Number Two: never share accommodation.  With anyone other than your immediate family that is (although in actual fact if you could avoid sharing with them too you would undoubtedly have a better experience).   There is a reason why, upon reaching adulthood, you moved out of home and got as far away from your parents as possible.  Don't forget it.   After all relationships are tough enough without having an audience to your idiosyncratic behaviours who then feel it helpful to proffer post-match like analysis.

Number Three: When you tell your three year old daughter it's okay to pee in the pool, make sure you tell her that it is not okay to tell Grandad you said that.

Number Four:  Don't swim with your mouth open.

Number Five: Baby wipes, baby wipes and more baby wipes.

I'm sure there were a few other things I learned but these seem to be the important ones.

On the subject of learning, I got my exam results whilst out there, and yes I am now a qualified Accounting Technician.  Frankly it's pretty worthless or feels that way after having  applied for numerous jobs and heard nothing  from any of them.  I am thinking that maybe a new approach is required.....something fresh and inventive which enables me to stand out from other candidates and get their absolute attention.  Like say attaching topless photos to my C.V. or death threats.

So for the next few weeks my focus will be on obtaining employment and sorting out this car crash of a body.  I did get straight back to the gym after we returned to the UK and have been a very good little girl in that respect (OK maybe not so little), I'm not however going to set any more unrealistic objectives because if and when they don't come in to fruition (as always) I will just make myself look even more of a **!"!.    Let's face it, the only realistic goal I could set is to get fatter. 

Now I know I could do that one. x

Friday 13 August 2010

Broken promises...

Life is full of them and probably mostly the self-imposed-then-broken types.  I definitely made a pact with myself that I'd achieve a svelte size '10' by my Spain holiday,  which gives me precisely three hours and ten minutes to drop thirty pounds.  Of course this naturally has the knock on effect of creating within me a deepened sense of inadequacy, shame and guilt at not having met my objective, thus necessitating  drowning my sorrows in a shed load of sugary junk. 
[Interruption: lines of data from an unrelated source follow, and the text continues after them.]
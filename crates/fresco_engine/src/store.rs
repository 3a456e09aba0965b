//! Durable catalog storage with legacy migration.
//!
//! The cache owns the persisted form of the catalog: a single unified
//! `data.json` under the output directory, shared with the illustration
//! manifest. Every save is a read-merge-write of the full document so that
//! sibling top-level fields maintained by other components survive. Load and
//! save failures are logged and swallowed; the in-memory catalog stays the
//! source of truth for the rest of the run.

use fresco_core::Catalog;
use fresco_error::{FrescoResult, StorageError, StorageErrorKind};
use serde_json::{Map, Value};
use std::path::{Path, PathBuf};
use tracing::{error, info, warn};

/// Unified catalog and manifest document name.
const DATA_FILE: &str = "data.json";

/// Crash-resilient registry of resolved entities and their artifacts.
///
/// Directories are created lazily before first write, never as a precondition
/// checked by callers. Artifact and catalog writes both go through a temp
/// file + rename so a crash mid-write cannot leave a truncated image or a
/// truncated `data.json` that a later run would mistake for the real thing.
#[derive(Debug, Clone)]
pub struct AssetCache {
    output_dir: PathBuf,
    data_path: PathBuf,
    /// The in-memory catalog; authoritative for the run.
    pub catalog: Catalog,
}

impl AssetCache {
    /// Open the cache for an output directory.
    ///
    /// Loads the unified catalog document when present; otherwise attempts a
    /// one-time migration from legacy per-kind files (`characters/characters.json`
    /// and `locations/locations.json`). Running again when the unified
    /// document exists is a no-op. A load failure is equivalent to an empty
    /// catalog.
    pub fn open(output_dir: impl Into<PathBuf>) -> Self {
        let output_dir = output_dir.into();
        let data_path = output_dir.join(DATA_FILE);

        let mut cache = Self {
            output_dir,
            data_path,
            catalog: Catalog::default(),
        };

        if cache.data_path.exists() {
            match cache.load() {
                Ok(catalog) => {
                    info!(
                        characters = catalog.characters.len(),
                        locations = catalog.locations.len(),
                        "Loaded catalog"
                    );
                    cache.catalog = catalog;
                }
                Err(e) => {
                    error!(error = %e, path = %cache.data_path.display(), "Error loading catalog, starting empty");
                }
            }
        } else {
            cache.migrate_legacy();
        }

        cache
    }

    /// The output directory this cache persists under.
    pub fn output_dir(&self) -> &Path {
        &self.output_dir
    }

    /// Path of the unified catalog/manifest document.
    pub fn data_path(&self) -> &Path {
        &self.data_path
    }

    /// Directory for generated character cards.
    pub fn character_dir(&self) -> PathBuf {
        self.output_dir.join("characters")
    }

    /// Directory for generated location shots.
    pub fn location_dir(&self) -> PathBuf {
        self.output_dir.join("locations")
    }

    /// Directory for the per-run style templates.
    pub fn template_dir(&self) -> PathBuf {
        self.output_dir.join("style_templates")
    }

    /// Directory for scene illustrations.
    pub fn illustration_dir(&self) -> PathBuf {
        self.output_dir.join("illustrations")
    }

    /// Load the catalog from the unified document.
    fn load(&self) -> FrescoResult<Catalog> {
        let raw = std::fs::read_to_string(&self.data_path)
            .map_err(|e| StorageError::new(StorageErrorKind::FileRead(e.to_string())))?;
        let doc: Value = serde_json::from_str(&raw)
            .map_err(|e| StorageError::new(StorageErrorKind::MalformedCatalog(e.to_string())))?;

        let mut catalog = Catalog::default();
        if let Some(characters) = doc.get("characters").and_then(Value::as_array) {
            for item in characters {
                match serde_json::from_value::<fresco_core::Character>(item.clone()) {
                    Ok(character) => {
                        catalog.characters.insert(character.name.clone(), character);
                    }
                    Err(e) => warn!(error = %e, "Skipping malformed character entry"),
                }
            }
        }
        if let Some(locations) = doc.get("locations").and_then(Value::as_array) {
            for item in locations {
                match serde_json::from_value::<fresco_core::Location>(item.clone()) {
                    Ok(location) => {
                        catalog.locations.insert(location.name.clone(), location);
                    }
                    Err(e) => warn!(error = %e, "Skipping malformed location entry"),
                }
            }
        }
        Ok(catalog)
    }

    /// One-time migration from legacy per-kind catalog files.
    ///
    /// Populates the in-memory catalog from whichever legacy files exist and
    /// immediately persists the unified document, so the migration never runs
    /// twice for the same output directory.
    fn migrate_legacy(&mut self) {
        let mut migrated = false;

        let legacy_characters = self.character_dir().join("characters.json");
        if legacy_characters.exists() {
            match read_legacy_array::<fresco_core::Character>(&legacy_characters) {
                Ok(characters) => {
                    for character in characters {
                        self.catalog
                            .characters
                            .insert(character.name.clone(), character);
                    }
                    migrated = true;
                    info!(
                        count = self.catalog.characters.len(),
                        "Migrated characters from legacy storage"
                    );
                }
                Err(e) => error!(error = %e, "Error migrating characters"),
            }
        }

        let legacy_locations = self.location_dir().join("locations.json");
        if legacy_locations.exists() {
            match read_legacy_array::<fresco_core::Location>(&legacy_locations) {
                Ok(locations) => {
                    for location in locations {
                        self.catalog.locations.insert(location.name.clone(), location);
                    }
                    migrated = true;
                    info!(
                        count = self.catalog.locations.len(),
                        "Migrated locations from legacy storage"
                    );
                }
                Err(e) => error!(error = %e, "Error migrating locations"),
            }
        }

        if migrated {
            self.save();
        }
    }

    /// Persist the full catalog into the unified document.
    ///
    /// Read-merge-write: top-level fields other than `characters` and
    /// `locations` are preserved. Failures are logged and swallowed.
    pub fn save(&self) {
        let characters: Vec<Value> = self
            .catalog
            .characters
            .values()
            .map(|c| {
                let mut c = c.clone();
                if c.original_name.is_none() {
                    c.original_name = Some(c.name.clone());
                }
                serde_json::to_value(c).unwrap_or(Value::Null)
            })
            .collect();
        let locations: Vec<Value> = self
            .catalog
            .locations
            .values()
            .map(|l| {
                let mut l = l.clone();
                if l.original_name.is_none() {
                    l.original_name = Some(l.name.clone());
                }
                serde_json::to_value(l).unwrap_or(Value::Null)
            })
            .collect();

        if let Err(e) = merge_into_document(&self.data_path, |doc| {
            doc.insert("characters".to_string(), Value::Array(characters));
            doc.insert("locations".to_string(), Value::Array(locations));
        }) {
            error!(error = %e, path = %self.data_path.display(), "Error saving catalog");
        }
    }

    /// Write artifact bytes to a path under the output directory.
    ///
    /// Creates parent directories lazily and writes through a temp file +
    /// rename.
    pub async fn write_artifact(&self, path: &Path, bytes: &[u8]) -> FrescoResult<()> {
        if let Some(parent) = path.parent() {
            tokio::fs::create_dir_all(parent).await.map_err(|e| {
                StorageError::new(StorageErrorKind::DirectoryCreation(format!(
                    "{}: {}",
                    parent.display(),
                    e
                )))
            })?;
        }

        let temp_path = path.with_extension("tmp");
        tokio::fs::write(&temp_path, bytes).await.map_err(|e| {
            StorageError::new(StorageErrorKind::FileWrite(format!(
                "{}: {}",
                temp_path.display(),
                e
            )))
        })?;
        tokio::fs::rename(&temp_path, path).await.map_err(|e| {
            StorageError::new(StorageErrorKind::FileWrite(format!(
                "{}: {}",
                path.display(),
                e
            )))
        })?;
        Ok(())
    }
}

/// Read a legacy per-kind catalog file: a bare JSON array of entities.
fn read_legacy_array<T: serde::de::DeserializeOwned>(path: &Path) -> FrescoResult<Vec<T>> {
    let raw = std::fs::read_to_string(path)
        .map_err(|e| StorageError::new(StorageErrorKind::FileRead(e.to_string())))?;
    serde_json::from_str(&raw)
        .map_err(|e| StorageError::new(StorageErrorKind::MalformedCatalog(e.to_string())).into())
}

/// Read-merge-write a JSON document at `path`.
///
/// The document is read as a JSON object (an unreadable or non-object
/// document counts as empty), mutated by `update`, and written back pretty
/// through a temp file + rename, so a crash mid-write leaves the previous
/// document intact rather than a truncated one. Used by both the catalog
/// save and the manifest save so concurrent siblings of either never get
/// clobbered.
pub(crate) fn merge_into_document<F>(path: &Path, update: F) -> FrescoResult<()>
where
    F: FnOnce(&mut Map<String, Value>),
{
    let mut doc = match std::fs::read_to_string(path) {
        Ok(raw) => match serde_json::from_str::<Value>(&raw) {
            Ok(Value::Object(map)) => map,
            Ok(_) | Err(_) => {
                warn!(path = %path.display(), "Existing document not a JSON object, replacing");
                Map::new()
            }
        },
        Err(_) => Map::new(),
    };

    update(&mut doc);

    if let Some(parent) = path.parent() {
        std::fs::create_dir_all(parent).map_err(|e| {
            StorageError::new(StorageErrorKind::DirectoryCreation(format!(
                "{}: {}",
                parent.display(),
                e
            )))
        })?;
    }

    let pretty = serde_json::to_string_pretty(&Value::Object(doc))
        .map_err(|e| StorageError::new(StorageErrorKind::FileWrite(e.to_string())))?;
    let temp_path = path.with_extension("tmp");
    std::fs::write(&temp_path, pretty).map_err(|e| {
        StorageError::new(StorageErrorKind::FileWrite(format!(
            "{}: {}",
            temp_path.display(),
            e
        )))
    })?;
    std::fs::rename(&temp_path, path).map_err(|e| {
        StorageError::new(StorageErrorKind::FileWrite(format!(
            "{}: {}",
            path.display(),
            e
        )))
        .into()
    })
}
//! Fresco: narrative text in, consistent scene illustrations out.
//!
//! This facade crate re-exports the public surface of the workspace and
//! provides the command-line entry point. The heavy lifting lives in the
//! member crates:
//!
//! - [`fresco_core`]: entity, scene, and manifest types plus the catalog.
//! - [`fresco_oracle`]: the generation oracle traits and the Gemini client.
//! - [`fresco_engine`]: segmentation, analysis, resolution, assets, and the
//!   pipeline itself.
//! - [`fresco_error`]: the shared error hierarchy.

#![forbid(unsafe_code)]
#![warn(missing_docs)]

mod cli;

pub use cli::Cli;
pub use fresco_core::{
    Catalog, Character, CharacterRef, Highlight, Location, LocationRef, Scene,
    SceneRecord,
};
pub use fresco_engine::{
    AssetCache, AssetManager, Illustrator, Pipeline, PipelineReport, Resolution, StoryAnalyzer,
};
pub use fresco_error::{FrescoError, FrescoErrorKind, FrescoResult};
pub use fresco_oracle::{AspectRatio, GeminiOracle, ImageOracle, ReferenceImage, TextOracle};
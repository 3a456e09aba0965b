use clap::Parser;
use fresco::{Cli, GeminiOracle, Pipeline};
use fresco_error::{PipelineError, PipelineErrorKind};
use tracing::info;

#[tokio::main]
async fn main() -> Result<(), Box<dyn std::error::Error>> {
    // Load .env file if present
    let _ = dotenvy::dotenv();

    let cli = Cli::parse();

    // Initialize tracing
    let default_filter = if cli.verbose { "debug" } else { "info" };
    tracing_subscriber::fmt()
        .with_env_filter(
            tracing_subscriber::EnvFilter::try_from_default_env()
                .unwrap_or_else(|_| tracing_subscriber::EnvFilter::new(default_filter)),
        )
        .init();

    let text: String = tokio::fs::read_to_string(&cli.text_file)
        .await
        .map_err(|e| {
            PipelineError::new(PipelineErrorKind::InputRead(format!(
                "{}: {}",
                cli.text_file.display(),
                e
            )))
        })?;
    info!(
        file = %cli.text_file.display(),
        chars = text.len(),
        "Loaded text file"
    );

    let oracle = GeminiOracle::from_env()?;
    let pipeline = Pipeline::new(&oracle);
    let report = pipeline
        .run(&text, &cli.style_prompt, &cli.output_dir)
        .await?;

    info!(
        scenes = report.scene_count(),
        characters = report.character_count(),
        locations = report.location_count(),
        "Job complete, check the output directory"
    );

    Ok(())
}
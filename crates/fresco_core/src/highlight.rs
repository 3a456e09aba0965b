//! Highlight: the single illustratable instant chosen from a scene.

use serde::{Deserialize, Serialize};

/// The narrowed visual instant selected to represent a scene.
///
/// Scenes can span multiple actions and times; rendering the whole span as
/// one image produces contradictions (a character doing two things at once).
/// The highlight pins the illustration to one split-second moment.
///
/// # Examples
///
/// ```
/// use fresco_core::Highlight;
///
/// let h = Highlight::full_scene("they argued in the kitchen", &["Alice".to_string()]);
/// assert_eq!(h.active_characters, vec!["Alice"]);
/// ```
#[derive(Debug, Clone, PartialEq, Serialize, Deserialize, Default)]
pub struct Highlight {
    /// Brief explanation of the chosen moment.
    #[serde(default)]
    pub highlight_description: String,
    /// Detailed visual description of this specific moment only.
    #[serde(default)]
    pub image_prompt: String,
    /// Characters visible at the chosen instant, filtered to known names.
    #[serde(default)]
    pub active_characters: Vec<String>,
}

impl Highlight {
    /// Fallback highlight covering the entire scene.
    ///
    /// Used when the oracle call fails or returns an unparsable response:
    /// illustrate everything rather than fail the scene.
    pub fn full_scene(scene_text: &str, available_characters: &[String]) -> Self {
        Self {
            highlight_description: "Fallback: full scene context".to_string(),
            image_prompt: scene_text.to_string(),
            active_characters: available_characters.to_vec(),
        }
    }
}
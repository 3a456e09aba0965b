//! Google Gemini oracle implementation.
//!
//! Text generation goes through the `gemini-rust` SDK; image generation
//! talks to the REST `generateContent` endpoint directly, because the SDK's
//! builder has no path for inline image references or image response
//! modalities. Both paths share the same retry policy: transient failures
//! (429/5xx) back off exponentially with jitter, permanent failures surface
//! immediately.

mod wire;

use async_trait::async_trait;
use base64::Engine;
use base64::engine::general_purpose::STANDARD as BASE64;
use gemini_rust::{Gemini, client::Model};
use std::env;
use std::path::Path;
use tokio_retry2::strategy::{ExponentialBackoff, jitter};
use tokio_retry2::{Retry, RetryError};
use tracing::{debug, instrument, warn};

use fresco_error::{FrescoResult, OracleError, OracleErrorKind, RetryableError};

use crate::{AspectRatio, ImageOracle, ReferenceImage, TextOracle};

const API_BASE_URL: &str = "https://generativelanguage.googleapis.com/v1beta";
const DEFAULT_TEXT_MODEL: &str = "gemini-2.5-flash";
const DEFAULT_IMAGE_MODEL: &str = "gemini-2.5-flash-image";

type OracleResult<T> = std::result::Result<T, OracleError>;

//
// ─── ORACLE ─────────────────────────────────────────────────────────────────────
//

/// Gemini-backed generation oracle.
///
/// Holds one SDK client for the text model and a plain HTTP client for the
/// image endpoint. The oracle is stateless across calls; identity and caching
/// concerns live entirely in the pipeline.
pub struct GeminiOracle {
    text_client: Gemini,
    http: reqwest::Client,
    api_key: String,
    text_model: String,
    image_model: String,
}

impl std::fmt::Debug for GeminiOracle {
    fn fmt(&self, f: &mut std::fmt::Formatter<'_>) -> std::fmt::Result {
        f.debug_struct("GeminiOracle")
            .field("text_model", &self.text_model)
            .field("image_model", &self.image_model)
            .finish_non_exhaustive()
    }
}

impl GeminiOracle {
    /// Create an oracle from environment configuration.
    ///
    /// Reads the API key from `GEMINI_API_KEY` (required) and the model names
    /// from `FRESCO_TEXT_MODEL` / `FRESCO_IMAGE_MODEL` (optional, with
    /// current defaults).
    ///
    /// # Errors
    ///
    /// Returns an error when the API key is missing or the SDK client cannot
    /// be constructed.
    #[instrument(name = "gemini_oracle_from_env")]
    pub fn from_env() -> FrescoResult<Self> {
        let api_key = env::var("GEMINI_API_KEY")
            .map_err(|_| OracleError::new(OracleErrorKind::MissingApiKey))?;
        let text_model =
            env::var("FRESCO_TEXT_MODEL").unwrap_or_else(|_| DEFAULT_TEXT_MODEL.to_string());
        let image_model =
            env::var("FRESCO_IMAGE_MODEL").unwrap_or_else(|_| DEFAULT_IMAGE_MODEL.to_string());
        Self::with_models(api_key, text_model, image_model).map_err(Into::into)
    }

    /// Create an oracle with explicit models.
    pub fn with_models(
        api_key: String,
        text_model: String,
        image_model: String,
    ) -> FrescoResult<Self> {
        let model_enum = Self::model_name_to_enum(&text_model);
        let text_client = Gemini::with_model(&api_key, model_enum)
            .map_err(|e| OracleError::new(OracleErrorKind::ClientCreation(e.to_string())))?;

        Ok(Self {
            text_client,
            http: reqwest::Client::new(),
            api_key,
            text_model,
            image_model,
        })
    }

    /// Convert a model name string to a gemini-rust Model enum variant.
    ///
    /// Unrecognized names fall back to `Model::Custom` with the "models/"
    /// prefix the API requires.
    fn model_name_to_enum(name: &str) -> Model {
        match name {
            "gemini-2.5-flash" => Model::Gemini25Flash,
            "gemini-2.5-flash-lite" => Model::Gemini25FlashLite,
            "gemini-2.5-pro" => Model::Gemini25Pro,
            other => {
                if other.starts_with("models/") {
                    Model::Custom(other.to_string())
                } else {
                    Model::Custom(format!("models/{}", other))
                }
            }
        }
    }

    /// Parse API errors to extract HTTP status codes.
    ///
    /// Converts generic error strings into structured [`OracleError`]s with
    /// status codes when one can be recovered, so the retry policy can
    /// distinguish transient from permanent failures.
    fn parse_api_error(err: impl std::fmt::Display) -> OracleError {
        let err_msg = err.to_string();
        if let Some(status_code) = Self::extract_status_code(&err_msg) {
            OracleError::new(OracleErrorKind::HttpError {
                status_code,
                message: err_msg,
            })
        } else {
            OracleError::new(OracleErrorKind::ApiRequest(err_msg))
        }
    }

    /// Extract an HTTP status code from an error message string.
    ///
    /// Parses strings like "bad response from server; code 503; description: ...".
    fn extract_status_code(error_msg: &str) -> Option<u16> {
        if let Some(code_start) = error_msg.find("code ") {
            let code_str = &error_msg[code_start + 5..];
            let end = code_str
                .find(|c: char| !c.is_numeric())
                .unwrap_or(code_str.len());
            return code_str[..end].parse().ok();
        }
        None
    }

    /// Run an oracle call with transient-error retry.
    ///
    /// The first attempt determines the backoff parameters from the error it
    /// produced; permanent errors fail immediately.
    async fn with_retry<T, F, Fut>(&self, operation: &str, call: F) -> OracleResult<T>
    where
        F: Fn() -> Fut,
        Fut: Future<Output = OracleResult<T>>,
    {
        let first_error = match call().await {
            Ok(value) => return Ok(value),
            Err(e) => e,
        };

        if !first_error.is_retryable() {
            warn!(error = %first_error, operation, "Permanent oracle error, failing immediately");
            return Err(first_error);
        }

        let (initial_ms, max_retries, max_delay_secs) = first_error.retry_strategy_params();
        warn!(
            error = %first_error,
            operation,
            initial_backoff_ms = initial_ms,
            max_retries,
            "Transient oracle error, retrying with backoff"
        );

        let retry_strategy = ExponentialBackoff::from_millis(initial_ms)
            .factor(2)
            .max_delay(std::time::Duration::from_secs(max_delay_secs))
            .map(jitter)
            .take(max_retries);

        Retry::spawn(retry_strategy, || {
            let fut = call();
            async move {
                fut.await.map_err(|e| {
                    if e.is_retryable() {
                        warn!(error = %e, "Oracle call failed, will retry");
                        RetryError::Transient {
                            err: e,
                            retry_after: None,
                        }
                    } else {
                        RetryError::Permanent(e)
                    }
                })
            }
        })
        .await
    }

    /// Encode readable reference images as inline data parts.
    ///
    /// Unreadable paths are skipped with a warning rather than failing the
    /// request: a missing reference degrades quality, not correctness.
    async fn load_references(&self, references: &[ReferenceImage]) -> Vec<wire::InlineData> {
        let mut inline = Vec::with_capacity(references.len());
        for reference in references {
            match tokio::fs::read(&reference.path).await {
                Ok(bytes) => {
                    inline.push(wire::InlineData {
                        mime_type: mime_for_path(&reference.path).to_string(),
                        data: BASE64.encode(&bytes),
                    });
                }
                Err(e) => {
                    warn!(
                        path = %reference.path.display(),
                        error = %e,
                        "Could not load reference image, skipping"
                    );
                }
            }
        }
        inline
    }

    /// Build the final image prompt with the reference context block.
    ///
    /// Reference images are supplementary context for the model, so each one
    /// is also described in natural language: file name, purpose, and usage
    /// instruction.
    fn image_prompt_with_references(prompt: &str, references: &[ReferenceImage]) -> String {
        if references.is_empty() {
            return prompt.to_string();
        }
        let mut final_prompt = format!("{prompt}\n\nReference Images Context:");
        for reference in references {
            let filename = reference
                .path
                .file_name()
                .map(|f| f.to_string_lossy().into_owned())
                .unwrap_or_else(|| reference.path.display().to_string());
            final_prompt.push_str(&format!(
                "\n- File: {}\n  Purpose: {}\n  Instruction: {}",
                filename, reference.purpose, reference.usage
            ));
        }
        final_prompt
    }

    async fn generate_image_internal(
        &self,
        prompt: &str,
        references: &[ReferenceImage],
        aspect_ratio: AspectRatio,
    ) -> OracleResult<Vec<u8>> {
        let inline_refs = self.load_references(references).await;
        let final_prompt = Self::image_prompt_with_references(prompt, references);

        let mut parts = vec![wire::Part {
            text: Some(final_prompt),
            inline_data: None,
        }];
        for data in inline_refs {
            parts.push(wire::Part {
                text: None,
                inline_data: Some(data),
            });
        }

        let request = wire::GenerateContentRequest {
            contents: vec![wire::Content { parts, role: None }],
            generation_config: Some(wire::GenerationConfig {
                response_modalities: vec!["IMAGE".to_string()],
                image_config: Some(wire::ImageConfig {
                    aspect_ratio: aspect_ratio.to_string(),
                }),
            }),
        };

        let url = format!(
            "{}/models/{}:generateContent",
            API_BASE_URL, self.image_model
        );
        debug!(model = %self.image_model, references = references.len(), "Sending image generation request");

        let response = self
            .http
            .post(&url)
            .header("x-goog-api-key", &self.api_key)
            .json(&request)
            .send()
            .await
            .map_err(|e| OracleError::new(OracleErrorKind::ApiRequest(e.to_string())))?;

        if !response.status().is_success() {
            let status_code = response.status().as_u16();
            let message = response.text().await.unwrap_or_default();
            return Err(OracleError::new(OracleErrorKind::HttpError {
                status_code,
                message,
            }));
        }

        let body: wire::GenerateContentResponse = response
            .json()
            .await
            .map_err(|e| OracleError::new(OracleErrorKind::ApiRequest(e.to_string())))?;

        let inline = body
            .first_inline_data()
            .ok_or_else(|| OracleError::new(OracleErrorKind::NoImageReturned))?;

        BASE64
            .decode(&inline.data)
            .map_err(|e| OracleError::new(OracleErrorKind::Base64Decode(e.to_string())))
    }
}

#[async_trait]
impl TextOracle for GeminiOracle {
    #[instrument(skip(self, prompt), fields(model = %self.text_model, prompt_len = prompt.len()))]
    async fn generate_text(&self, prompt: &str) -> FrescoResult<String> {
        let response = self
            .with_retry("generate_text", || async {
                self.text_client
                    .generate_content()
                    .with_user_message(prompt)
                    .execute()
                    .await
                    .map_err(Self::parse_api_error)
            })
            .await?;

        Ok(response.text())
    }
}

#[async_trait]
impl ImageOracle for GeminiOracle {
    #[instrument(skip(self, prompt, references), fields(model = %self.image_model, references = references.len()))]
    async fn generate_image(
        &self,
        prompt: &str,
        references: &[ReferenceImage],
        aspect_ratio: AspectRatio,
    ) -> FrescoResult<Vec<u8>> {
        self.with_retry("generate_image", || {
            self.generate_image_internal(prompt, references, aspect_ratio)
        })
        .await
        .map_err(Into::into)
    }
}

/// MIME type guessed from a file extension, defaulting to JPEG.
fn mime_for_path(path: &Path) -> &'static str {
    match path.extension().and_then(|e| e.to_str()) {
        Some("png") => "image/png",
        Some("webp") => "image/webp",
        Some("gif") => "image/gif",
        _ => "image/jpeg",
    }
}

#[cfg(test)]
mod tests {
    use super::*;
    use std::path::PathBuf;

    #[test]
    fn test_extract_status_code() {
        let msg = "bad response from server; code 503; description: overloaded";
        assert_eq!(GeminiOracle::extract_status_code(msg), Some(503));
        assert_eq!(GeminiOracle::extract_status_code("no code here"), None);
    }

    #[test]
    fn test_mime_for_path() {
        assert_eq!(mime_for_path(Path::new("a/b/card.png")), "image/png");
        assert_eq!(mime_for_path(Path::new("a/b/card.jpeg")), "image/jpeg");
        assert_eq!(mime_for_path(Path::new("no_extension")), "image/jpeg");
    }

    #[test]
    fn test_image_prompt_references_block() {
        let refs = vec![ReferenceImage::new(
            PathBuf::from("out/characters/1_kevin.jpeg"),
            "Character Appearance Reference for Kevin",
            "Maintain consistency with this character design.",
        )];
        let prompt = GeminiOracle::image_prompt_with_references("a duel at dawn", &refs);
        assert!(prompt.starts_with("a duel at dawn"));
        assert!(prompt.contains("Reference Images Context:"));
        assert!(prompt.contains("File: 1_kevin.jpeg"));
        assert!(prompt.contains("Purpose: Character Appearance Reference for Kevin"));
    }

    #[test]
    fn test_image_prompt_without_references() {
        let prompt = GeminiOracle::image_prompt_with_references("a duel at dawn", &[]);
        assert_eq!(prompt, "a duel at dawn");
    }
}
In seriousness I have been on this journey for over eight months now and am barely a pound different to when I set out.  Something tells me I lack a certain level of commitment.  Maybe it's just that deep down I understand the world is not ready for a woman of my many talents to be toting a figure fit for a Beyonce support dancer.  Think of the havoc it would wreak.  It's clearly far safer for my wondrousness to remain hidden beneath this well cushioned exterior.

Thankfully for me as it happens (due to the wearing of a most inadequately supportive pair of wedges at the weekend) I am extremely cushioned and therefore bounce on impact.   My dignity however is not so buoyant and will remain permanently scarred at the recollection of the number of falls I had whilst out on Saturday night.  Heightened by the shame of having a perfectly handsome chappy walk up to me and say "what a delightful rack you have" only for me to fall flat on my face at his feet.   "Yes, but perhaps you can have a better view of it if I just go down here"......

And on the subject of views.....Chris has, this evening, returned from a trip to Amsterdam.  Need I add any other detail....probably not.  Suffice to say that it was not the tulips or scenic landscape that caught his attention. 

Anyway, I have exactly sixty minutes now before I depart this sad existence (though not heaven bound - or at least I hope not) venturing out to horizons new and a hell of a lot warmer, or in other words that was a rather elaborate way of saying we are (literally) about to leave for our holiday.  I can't quite comprehend the fact I shall be without the Internet whilst there, thus no blogging, no Facebook, no random searches on Google for miscellaneous solutions to problems (incidentally try that game sometime....it's a great boredom breaker.  Begin with tapping in the first few words of a question i.e. "Should I...?" then see what suggestions it makes.  "Stay with my transexual boyfriend", "buy shares in BP", or "end my life" being amongst three of my current favourites).  Who needs the Samaritans when you have Google?  In fact who needs the Samaritans full stop.  From the experience of my hypothetical friend, they genuinely aren't much help in an emergency.  "Hi, my name's Bambi's Hypothetical friend and I am seriously considering killing myself"  surely deserves a more prompt response than "Is there any chance you could come in the office a week on Monday and have a chat with someone then".   Well er no, because with a bit of courage and commitment I intend to be dead in the next few hours. 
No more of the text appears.